Now for a bit of controversy.
I really enjoy doing footy tipping, and indeed watching it can be quite entertaining. Love a bit of kick-to-kick in the park.
But footy, for real? Nup. I reckon it’s a mug’s game(*). As much as I might make fun of the Americans and their super-armour-padded version of football, I can appreciate that they’re trying to avoid injuries. Footy is not a low-risk game. Fundamentally it’s a game that is punishing to the body.
And then there’s the collisions. Despite precautions, serious injuries abound. Just a few weeks ago Collingwood’s Blake Caracella wound up with a severe neck injury. Apparently James Hird has suffered just about every injury imagineable. And occasionally there are deaths.

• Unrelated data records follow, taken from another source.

use winit::window::Window;

use crate::coords::Viewport;
use crate::device::{Gpu, SurfaceErrorAction};
use crate::input::InputEvent;
use crate::paint::Color;
use crate::render::{RenderCtx, RenderTarget};

use super::AppControl;

/// Everything one frame of the app sees.
///
/// `'a` is the callback; `'w` is the window borrow carried by `Gpu<'w>`.
pub struct FrameCtx<'a, 'w> {
    pub window: &'a Window,
    pub gpu: &'a mut Gpu<'w>,
    /// Input since the previous frame, in arrival order.
    pub events: &'a [InputEvent],
    /// Seconds since the previous frame.
    pub dt: f32,
}

impl FrameCtx<'_, '_> {
    /// Window size in logical pixels.
    pub fn viewport(&self) -> Viewport {
        let logical = self.window.inner_size().to_logical::<f64>(self.window.scale_factor());
        Viewport::new(logical.width as f32, logical.height as f32)
    }

    /// Clears the surface to `clear`, lets `draw` record passes on top, then presents.
    ///
    /// A lost or outdated surface skips the frame; only a fatal surface error
    /// returns [`AppControl::Exit`].
    pub fn render<F>(&mut self, clear: Color, draw: F) -> AppControl
    where
        F: FnOnce(&RenderCtx<'_>, &mut RenderTarget<'_>),
    {
        let viewport = self.viewport();
        if !viewport.is_valid() {
            return AppControl::Continue;
        }

        let mut frame = match self.gpu.begin_frame() {
            Ok(f) => f,
            Err(err) => {
                return match self.gpu.handle_surface_error(err) {
                    SurfaceErrorAction::Fatal => AppControl::Exit,
                    _ => AppControl::Continue,
                };
            }
        };

        {
            let _clear = frame.encoder.begin_render_pass(&wgpu::RenderPassDescriptor {
                label: Some("ocrtunes clear pass"),
                color_attachments: &[Some(wgpu::RenderPassColorAttachment {
                    view: &frame.view,
                    resolve_target: None,
                    ops: wgpu::Operations {
                        load: wgpu::LoadOp::Clear(wgpu::Color {
                            r: f64::from(clear.r),
                            g: f64::from(clear.g),
                            b: f64::from(clear.b),
                            a: f64::from(clear.a),
                        }),
                        store: wgpu::StoreOp::Store,
                    },
                    depth_slice: None,
                })],
                depth_stencil_attachment: None,
                timestamp_writes: None,
                occlusion_query_set: None,
                multiview_mask: None,
            });
        }

        let rctx = RenderCtx::new(
            self.gpu.device(),
            self.gpu.queue(),
            self.gpu.render_format(),
            viewport,
            self.window.scale_factor() as f32,
        );
        {
            let mut target = RenderTarget::new(&mut frame.encoder, &frame.view);
            draw(&rctx, &mut target);
        }

        self.window.pre_present_notify();
        self.gpu.submit(frame);
        AppControl::Continue
    }
}
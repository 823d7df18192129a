//! OCRtunes engine crate.
//!
//! Owns the platform + GPU runtime pieces, the instanced shape renderers and
//! the renderer-agnostic draw stream used by the widget layer.

pub mod device;
pub mod window;
pub mod input;
pub mod time;
pub mod core;

pub mod logging;
pub mod coords;
pub mod render;
pub mod paint;
pub mod scene;
pub mod text;
pub mod images;
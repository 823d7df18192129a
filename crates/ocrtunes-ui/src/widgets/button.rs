use ocrtunes_engine::coords::{Rect, Vec2};
use ocrtunes_engine::images::ImageId;

use crate::config::WidgetConfig;
use crate::error::BuildError;
use crate::event::{EventCtx, UiEvent};
use crate::layout;
use crate::painter::Painter;
use crate::scene::SceneId;
use crate::style::Style;
use crate::widget::{Activation, Clickable, LayoutCtx, Widget};

/// Horizontal padding added to the label when the button grows to fit it.
const LABEL_PADDING: f32 = 10.0;

/// A pressable label with an optional redirect target.
///
/// A press inside the rect sets the activation flag for the rest of the input
/// pass; the next `update` clears it. The width grows to fit the label and
/// never shrinks below the configured width.
///
/// # Example
/// ```rust,ignore
/// let log_in = Button::new(
///     &WidgetConfig::new(1150.0, 550.0, 225.0, 50.0).text("Log In").redirect(LIBRARY),
///     Style::default().background(DARK_BLUE).radius(25.0),
/// )?;
/// ```
#[derive(Debug)]
pub struct Button {
    rect: Rect,
    min_width: f32,
    label: String,
    style: Style,
    background: bool,
    redirect: Option<SceneId>,
    icon: Option<ImageId>,

    activation: Activation,
    hovering: bool,
    label_size: Vec2,
}

impl Button {
    pub fn new(config: &WidgetConfig, style: Style) -> Result<Self, BuildError> {
        let rect = config.rect()?;
        let mut style = style;
        if let Some(size) = config.font_size {
            style.font_size = size;
        }
        if let Some(r) = config.radius {
            style.radius = r;
        }
        Ok(Self {
            rect,
            min_width: rect.width(),
            label: config.text.clone(),
            style,
            background: config.background,
            redirect: config.redirect.clone(),
            icon: None,
            activation: Activation::default(),
            hovering: false,
            label_size: Vec2::zero(),
        })
    }

    /// Draws `icon` over the rect instead of the label and background.
    pub fn with_icon(mut self, icon: ImageId) -> Self {
        self.icon = Some(icon);
        self
    }

    pub fn set_icon(&mut self, icon: ImageId) {
        self.icon = Some(icon);
    }

    #[inline]
    pub fn label(&self) -> &str {
        &self.label
    }

    pub fn set_label(&mut self, label: impl Into<String>) {
        self.label = label.into();
    }

    #[inline]
    pub fn is_hovering(&self) -> bool {
        self.hovering
    }
}

impl Widget for Button {
    fn rect(&self) -> Rect {
        self.rect
    }

    fn handle_event(&mut self, event: &UiEvent, _ctx: &EventCtx) {
        match event {
            UiEvent::PointerDown { .. } if event.pressed_in(self.rect) => self.activation.trigger(),
            UiEvent::PointerMoved { pos } => {
                self.hovering = self.style.hover.is_some() && self.rect.contains(*pos);
            }
            _ => {}
        }
    }

    fn update(&mut self, ctx: &LayoutCtx<'_>) {
        self.activation.clear();
        self.label_size = ctx.measure(&self.label, self.style.font, self.style.font_size);
        self.rect = self.rect.with_width(self.min_width.max(self.label_size.x + LABEL_PADDING));
    }

    fn draw(&self, painter: &mut Painter<'_>) {
        if let Some(icon) = self.icon {
            painter.image(icon, self.rect);
            return;
        }
        if self.background {
            let color = match self.style.hover {
                Some(hover) if self.hovering => hover,
                _ if self.activation.is_pending() => self.style.active,
                _ => self.style.background,
            };
            painter.fill_rounded_rect(self.rect, self.style.radius, color, None);
        }
        let origin = layout::centred(self.rect, self.label_size);
        painter.text(&self.label, self.style.font, self.style.font_size, self.style.text, origin);
    }

    fn is_active(&self) -> bool {
        self.activation.is_pending()
    }

    fn as_clickable(&self) -> Option<&dyn Clickable> {
        Some(self)
    }
}

impl Clickable for Button {
    fn activated(&self) -> bool {
        self.activation.is_pending()
    }

    fn redirect(&self) -> Option<&SceneId> {
        self.redirect.as_ref()
    }
}

#[cfg(test)]
mod tests {
    use super::*;
    use crate::testing::{click, layout_ctx, move_to};
    use ocrtunes_engine::text::FontSystem;

    fn button(width: f32) -> Button {
        Button::new(
            &WidgetConfig::new(10.0, 10.0, width, 40.0).text("Log In").redirect(SceneId::new("library")),
            Style::default(),
        )
        .unwrap()
    }

    // ── activation ────────────────────────────────────────────────────────

    #[test]
    fn press_inside_activates_until_next_update() {
        let fonts = FontSystem::new();
        let mut b = button(100.0);
        b.handle_event(&click(20.0, 20.0), &EventCtx::default());
        assert!(b.activated());
        assert_eq!(b.redirect(), Some(&SceneId::new("library")));
        b.update(&layout_ctx(&fonts));
        assert!(!b.activated());
    }

    #[test]
    fn press_outside_is_ignored() {
        let mut b = button(100.0);
        b.handle_event(&click(200.0, 20.0), &EventCtx::default());
        assert!(!b.is_active());
    }

    // ── sizing ────────────────────────────────────────────────────────────

    #[test]
    fn width_grows_to_fit_label_but_never_shrinks() {
        let fonts = FontSystem::new();
        // "Log In" = 6 chars * 10 px estimate + padding = 70
        let mut narrow = button(20.0);
        narrow.update(&layout_ctx(&fonts));
        assert_eq!(narrow.rect().width(), 70.0);

        let mut wide = button(300.0);
        wide.update(&layout_ctx(&fonts));
        assert_eq!(wide.rect().width(), 300.0);
    }

    // ── hover ─────────────────────────────────────────────────────────────

    #[test]
    fn hover_requires_a_hover_colour() {
        let mut plain = button(100.0);
        plain.handle_event(&move_to(20.0, 20.0), &EventCtx::default());
        assert!(!plain.is_hovering());

        let mut hot = Button::new(
            &WidgetConfig::new(10.0, 10.0, 100.0, 40.0),
            Style::default().hover(crate::style::NAVY),
        )
        .unwrap();
        hot.handle_event(&move_to(20.0, 20.0), &EventCtx::default());
        assert!(hot.is_hovering());
        hot.handle_event(&move_to(500.0, 20.0), &EventCtx::default());
        assert!(!hot.is_hovering());
    }

    #[test]
    fn rejects_zero_size() {
        let err = Button::new(&WidgetConfig::new(0.0, 0.0, 0.0, 0.0), Style::default()).unwrap_err();
        assert!(matches!(err, BuildError::InvalidSize { .. }));
    }
}
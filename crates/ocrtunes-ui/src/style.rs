//! Palette and per-widget styling.

use ocrtunes_engine::paint::Color;
use ocrtunes_engine::text::FontId;

pub const LIGHT_BLUE: Color = Color::rgb8(179, 197, 251);
pub const DARK_BLUE: Color = Color::rgb8(97, 122, 247);
pub const NAVY: Color = Color::rgb8(46, 74, 92);
pub const RED: Color = Color::rgb8(255, 0, 0);
pub const GREEN: Color = Color::rgb8(0, 255, 0);
pub const WHITE: Color = Color::rgb8(242, 245, 254);
pub const BLACK: Color = Color::rgb8(0, 0, 0);
pub const CREAM: Color = Color::rgb8(250, 235, 214);
pub const VANILLA: Color = Color::rgb8(254, 253, 211);

/// Default label size in logical pixels.
pub const BODY_SIZE: f32 = 20.0;

/// Visual parameters of a widget, fixed at construction.
///
/// `font = None` uses the application's default font.
#[derive(Debug, Clone, PartialEq)]
pub struct Style {
    pub background: Color,
    pub active: Color,
    pub hover: Option<Color>,
    pub text: Color,
    pub font: Option<FontId>,
    pub font_size: f32,
    pub radius: f32,
}

impl Default for Style {
    fn default() -> Self {
        Self {
            background: LIGHT_BLUE,
            active: DARK_BLUE,
            hover: None,
            text: WHITE,
            font: None,
            font_size: BODY_SIZE,
            radius: 5.0,
        }
    }
}

impl Style {
    pub fn background(mut self, c: Color) -> Self {
        self.background = c;
        self
    }

    pub fn active(mut self, c: Color) -> Self {
        self.active = c;
        self
    }

    pub fn hover(mut self, c: Color) -> Self {
        self.hover = Some(c);
        self
    }

    pub fn text(mut self, c: Color) -> Self {
        self.text = c;
        self
    }

    pub fn font(mut self, font: Option<FontId>, size: f32) -> Self {
        self.font = font;
        self.font_size = size;
        self
    }

    pub fn radius(mut self, r: f32) -> Self {
        self.radius = r;
        self
    }
}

A fascinating article in the Good Weekend a few months ago (probably not online, even if I could remember the title) looked at where professional football players go to once they retire. For many by the ripe old age of 30 or 35, their football careers are over, and they have done permanent damage to their bodies — a stark contrast to the fit healthy young men they appear to be when playing.

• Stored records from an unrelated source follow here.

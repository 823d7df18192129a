//! Font loading and text metrics.

mod font_system;

pub use font_system::{FontId, FontLoadError, FontSystem, TextMeasure};
use std::collections::HashMap;
use std::ops::Range;

use ::image::RgbaImage;
use ::image::imageops::{self, FilterType};
use bytemuck::{Pod, Zeroable};

use crate::images::{ImageId, ImageStore};
use crate::render::RenderCtx;
use crate::scene::shapes::ImageCmd;

use super::common::{
    InstanceBuffer, QuadBuffers, create_viewport_ubo, instanced_pipeline, texture_layout_entries,
    viewport_layout_entry, write_viewport_ubo,
};

const LABEL: &str = "ocrtunes image";

// ── mip chain ─────────────────────────────────────────────────────────────

/// Scales `(w, h)` down to fit `max` on both axes, keeping the aspect ratio.
fn fit_within(w: u32, h: u32, max: u32) -> (u32, u32) {
    let longest = w.max(h);
    if longest <= max {
        return (w.max(1), h.max(1));
    }
    let scale = max as f64 / longest as f64;
    let fit = |v: u32| ((v as f64 * scale).round() as u32).clamp(1, max);
    (fit(w), fit(h))
}

/// Sizes of every mip level from `(w, h)` down to 1 × 1.
fn mip_sizes(w: u32, h: u32) -> Vec<(u32, u32)> {
    let mut sizes = vec![(w.max(1), h.max(1))];
    while let Some(&(w, h)) = sizes.last() {
        if w == 1 && h == 1 {
            break;
        }
        sizes.push(((w / 2).max(1), (h / 2).max(1)));
    }
    sizes
}

/// Uploaded texture plus the bind group that samples it.
struct GpuImage {
    bind_group: wgpu::BindGroup,
    _texture: wgpu::Texture,
}

// ── renderer ──────────────────────────────────────────────────────────────

/// Renderer for `DrawCmd::Image`.
///
/// Each `ImageId` is uploaded once, with a CPU-built mip chain so covers
/// scaled far below their natural size stay smooth. Images in an
/// [`ImageStore`] never change, so the cache is never invalidated.
pub(crate) struct ImageRenderer {
    pipeline_format: Option<wgpu::TextureFormat>,
    pipeline: Option<wgpu::RenderPipeline>,
    bind_group_layout: Option<wgpu::BindGroupLayout>,
    viewport_ubo: Option<wgpu::Buffer>,
    sampler: Option<wgpu::Sampler>,

    textures: HashMap<ImageId, GpuImage>,

    quad: Option<QuadBuffers>,
    instances: InstanceBuffer<ImageInstance>,
}

impl Default for ImageRenderer {
    fn default() -> Self {
        Self {
            pipeline_format: None,
            pipeline: None,
            bind_group_layout: None,
            viewport_ubo: None,
            sampler: None,
            textures: HashMap::new(),
            quad: None,
            instances: InstanceBuffer::new("ocrtunes image instance vbo"),
        }
    }
}

impl ImageRenderer {
    pub(crate) fn new() -> Self {
        Self::default()
    }

    pub(crate) fn begin(&mut self, ctx: &RenderCtx<'_>) {
        self.ensure_pipeline(ctx);
        if self.quad.is_none() {
            self.quad = Some(QuadBuffers::new(ctx, LABEL));
        }
        if let Some(ubo) = self.viewport_ubo.as_ref() {
            write_viewport_ubo(ctx, ubo);
        }
        self.instances.clear();
    }

    /// Stages `cmd`, uploading its image the first time it is drawn.
    pub(crate) fn push(&mut self, ctx: &RenderCtx<'_>, cmd: &ImageCmd, images: &ImageStore) -> Range<u32> {
        let end = self.instances.len();
        let r = cmd.rect.normalized();
        let opacity = if cmd.opacity.is_finite() { cmd.opacity.clamp(0.0, 1.0) } else { 0.0 };
        if r.is_empty() || !r.is_finite() || opacity <= 0.0 {
            return end..end;
        }
        if !self.textures.contains_key(&cmd.image) {
            let Some(gpu) = self.upload(ctx, images.get(cmd.image)) else { return end..end; };
            self.textures.insert(cmd.image, gpu);
        }

        let i = self.instances.push(ImageInstance {
            dst_min: [r.x(), r.y()],
            dst_max: [r.right(), r.bottom()],
            opacity,
        });
        i..i + 1
    }

    pub(crate) fn finish(&mut self, ctx: &RenderCtx<'_>) {
        self.instances.upload(ctx);
    }

    pub(crate) fn draw(&self, rpass: &mut wgpu::RenderPass<'_>, image: ImageId, instances: Range<u32>) {
        let Some(pipeline) = self.pipeline.as_ref() else { return; };
        let Some(gpu) = self.textures.get(&image) else { return; };
        let Some(quad) = self.quad.as_ref() else { return; };

        rpass.set_pipeline(pipeline);
        rpass.set_bind_group(0, &gpu.bind_group, &[]);
        quad.bind(rpass);
        if self.instances.bind(rpass) {
            rpass.draw_indexed(0..6, 0, instances);
        }
    }

    fn upload(&self, ctx: &RenderCtx<'_>, image: &RgbaImage) -> Option<GpuImage> {
        let bgl = self.bind_group_layout.as_ref()?;
        let ubo = self.viewport_ubo.as_ref()?;
        let sampler = self.sampler.as_ref()?;
        if image.width() == 0 || image.height() == 0 {
            return None;
        }

        let max = ctx.device.limits().max_texture_dimension_2d;
        let (w, h) = fit_within(image.width(), image.height(), max);
        let base = if (w, h) == image.dimensions() {
            image.clone()
        } else {
            log::debug!("image {}×{} exceeds {max}px; scaled to {w}×{h}", image.width(), image.height());
            imageops::resize(image, w, h, FilterType::Triangle)
        };
        let sizes = mip_sizes(w, h);

        let texture = ctx.device.create_texture(&wgpu::TextureDescriptor {
            label: Some("ocrtunes image texture"),
            size: wgpu::Extent3d { width: w, height: h, depth_or_array_layers: 1 },
            mip_level_count: sizes.len() as u32,
            sample_count: 1,
            dimension: wgpu::TextureDimension::D2,
            format: wgpu::TextureFormat::Rgba8Unorm,
            usage: wgpu::TextureUsages::TEXTURE_BINDING | wgpu::TextureUsages::COPY_DST,
            view_formats: &[],
        });

        for (level, &(lw, lh)) in sizes.iter().enumerate() {
            let resized;
            let pixels = if level == 0 {
                &base
            } else {
                resized = imageops::resize(&base, lw, lh, FilterType::Triangle);
                &resized
            };
            ctx.queue.write_texture(
                wgpu::TexelCopyTextureInfo {
                    texture: &texture,
                    mip_level: level as u32,
                    origin: wgpu::Origin3d::ZERO,
                    aspect: wgpu::TextureAspect::All,
                },
                pixels.as_raw(),
                wgpu::TexelCopyBufferLayout { offset: 0, bytes_per_row: Some(4 * lw), rows_per_image: Some(lh) },
                wgpu::Extent3d { width: lw, height: lh, depth_or_array_layers: 1 },
            );
        }

        let view = texture.create_view(&wgpu::TextureViewDescriptor::default());
        let bind_group = ctx.device.create_bind_group(&wgpu::BindGroupDescriptor {
            label: Some("ocrtunes image bind group"),
            layout: bgl,
            entries: &[
                wgpu::BindGroupEntry { binding: 0, resource: ubo.as_entire_binding() },
                wgpu::BindGroupEntry { binding: 1, resource: wgpu::BindingResource::TextureView(&view) },
                wgpu::BindGroupEntry { binding: 2, resource: wgpu::BindingResource::Sampler(sampler) },
            ],
        });
        Some(GpuImage { bind_group, _texture: texture })
    }

    // ── lazy-init helpers ──────────────────────────────────────────────────

    fn ensure_pipeline(&mut self, ctx: &RenderCtx<'_>) {
        if self.pipeline_format == Some(ctx.surface_format) && self.pipeline.is_some() {
            return;
        }

        let [texture_entry, sampler_entry] = texture_layout_entries();
        let bgl = ctx.device.create_bind_group_layout(&wgpu::BindGroupLayoutDescriptor {
            label: Some("ocrtunes image bgl"),
            entries: &[viewport_layout_entry(), texture_entry, sampler_entry],
        });
        let pipeline = instanced_pipeline(ctx, LABEL, include_str!("shaders/image.wgsl"), &bgl, ImageInstance::layout());

        // Bind groups reference the old layout; textures are re-uploaded lazily.
        self.textures.clear();
        self.pipeline_format = Some(ctx.surface_format);
        self.pipeline = Some(pipeline);
        self.bind_group_layout = Some(bgl);
        self.viewport_ubo = Some(create_viewport_ubo(ctx, "ocrtunes image viewport ubo"));
        self.sampler = Some(ctx.device.create_sampler(&wgpu::SamplerDescriptor {
            label: Some("ocrtunes image sampler"),
            address_mode_u: wgpu::AddressMode::ClampToEdge,
            address_mode_v: wgpu::AddressMode::ClampToEdge,
            address_mode_w: wgpu::AddressMode::ClampToEdge,
            mag_filter: wgpu::FilterMode::Linear,
            min_filter: wgpu::FilterMode::Linear,
            mipmap_filter: wgpu::MipmapFilterMode::Linear,
            ..Default::default()
        }));
    }
}

// ── GPU types ─────────────────────────────────────────────────────────────

#[repr(C)]
#[derive(Debug, Copy, Clone, Pod, Zeroable)]
struct ImageInstance {
    dst_min: [f32; 2],
    dst_max: [f32; 2],
    opacity: f32,
}

impl ImageInstance {
    const ATTRS: [wgpu::VertexAttribute; 3] = wgpu::vertex_attr_array![
        1 => Float32x2, // dst_min
        2 => Float32x2, // dst_max
        3 => Float32    // opacity
    ];

    fn layout() -> wgpu::VertexBufferLayout<'static> {
        wgpu::VertexBufferLayout {
            array_stride: std::mem::size_of::<ImageInstance>() as u64,
            step_mode: wgpu::VertexStepMode::Instance,
            attributes: &Self::ATTRS,
        }
    }
}

#[cfg(test)]
mod tests {
    use super::*;

    // ── sizing ────────────────────────────────────────────────────────────

    #[test]
    fn small_images_keep_their_size() {
        assert_eq!(fit_within(300, 200, 8192), (300, 200));
    }

    #[test]
    fn oversized_images_keep_their_aspect() {
        assert_eq!(fit_within(16384, 4096, 8192), (8192, 2048));
        assert_eq!(fit_within(100, 10_000, 1000), (10, 1000));
        assert_eq!(fit_within(20_000, 1, 1000), (1000, 1));
    }

    #[test]
    fn mip_chain_halves_down_to_one_pixel() {
        assert_eq!(mip_sizes(8, 2), vec![(8, 2), (4, 1), (2, 1), (1, 1)]);
        assert_eq!(mip_sizes(1, 1), vec![(1, 1)]);
        assert_eq!(mip_sizes(640, 640).len(), 10);
    }
}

The result so many of them seem to end up with is not something I’d wish on anybody. There are far less punishing sports around, and it all makes me rather thankful that my kids aren’t that interested in playing footy beyond the occasional kick.
And those who play, well hopefully they enjoy it. But even more importantly, I hope they know the risks, and act accordingly.
(*)Admittedly I’m a natural sloth, and don’t participate regularly in any organised sport.